Stored items

****************************************

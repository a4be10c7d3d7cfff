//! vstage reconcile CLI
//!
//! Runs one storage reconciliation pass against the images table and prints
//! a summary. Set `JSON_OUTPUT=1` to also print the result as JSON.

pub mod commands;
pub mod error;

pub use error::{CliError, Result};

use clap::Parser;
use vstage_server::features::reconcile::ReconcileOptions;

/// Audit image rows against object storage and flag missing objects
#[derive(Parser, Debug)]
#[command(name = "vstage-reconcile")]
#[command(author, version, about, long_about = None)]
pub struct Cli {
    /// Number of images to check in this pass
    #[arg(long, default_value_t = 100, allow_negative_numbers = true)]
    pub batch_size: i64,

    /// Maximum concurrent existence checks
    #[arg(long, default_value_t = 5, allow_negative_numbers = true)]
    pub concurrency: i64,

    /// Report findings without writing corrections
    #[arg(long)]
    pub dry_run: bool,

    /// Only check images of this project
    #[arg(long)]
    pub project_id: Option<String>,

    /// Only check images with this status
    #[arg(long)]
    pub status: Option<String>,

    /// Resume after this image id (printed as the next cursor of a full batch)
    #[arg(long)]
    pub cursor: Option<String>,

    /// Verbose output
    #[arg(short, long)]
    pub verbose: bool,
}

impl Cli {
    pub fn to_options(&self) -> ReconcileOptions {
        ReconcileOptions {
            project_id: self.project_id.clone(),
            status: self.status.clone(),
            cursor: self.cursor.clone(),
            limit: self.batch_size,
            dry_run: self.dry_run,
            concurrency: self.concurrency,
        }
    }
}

****************************************

## EXERCISE PROMPT:
Nothing in the entries should be left out; please reproduce them all exactly.

## FINISHED TASK:
repository a4be10c7d3d7cfff
//! vstage reconcile CLI
//!
//! Runs one storage reconciliation pass against the images table and prints
//! a summary. Set `JSON_OUTPUT=1` to also print the result as JSON.

pub mod commands;
pub mod error;

pub use error::{CliError, Result};

use clap::Parser;
use vstage_server::features::reconcile::ReconcileOptions;

/// Audit image rows against object storage and flag missing objects
#[derive(Parser, Debug)]
#[command(name = "vstage-reconcile")]
#[command(author, version, about, long_about = None)]
pub struct Cli {
    /// Number of images to check in this pass
    #[arg(long, default_value_t = 100, allow_negative_numbers = true)]
    pub batch_size: i64,

    /// Maximum concurrent existence checks
    #[arg(long, default_value_t = 5, allow_negative_numbers = true)]
    pub concurrency: i64,

    /// Report findings without writing corrections
    #[arg(long)]
    pub dry_run: bool,

    /// Only check images of this project
    #[arg(long)]
    pub project_id: Option<String>,

    /// Only check images with this status
    #[arg(long)]
    pub status: Option<String>,

    /// Resume after this image id (printed as the next cursor of a full batch)
    #[arg(long)]
    pub cursor: Option<String>,

    /// Verbose output
    #[arg(short, long)]
    pub verbose: bool,
}

impl Cli {
    pub fn to_options(&self) -> ReconcileOptions {
        ReconcileOptions {
            project_id: self.project_id.clone(),
            status: self.status.clone(),
            cursor: self.cursor.clone(),
            limit: self.batch_size,
            dry_run: self.dry_run,
            concurrency: self.concurrency,
        }
    }
}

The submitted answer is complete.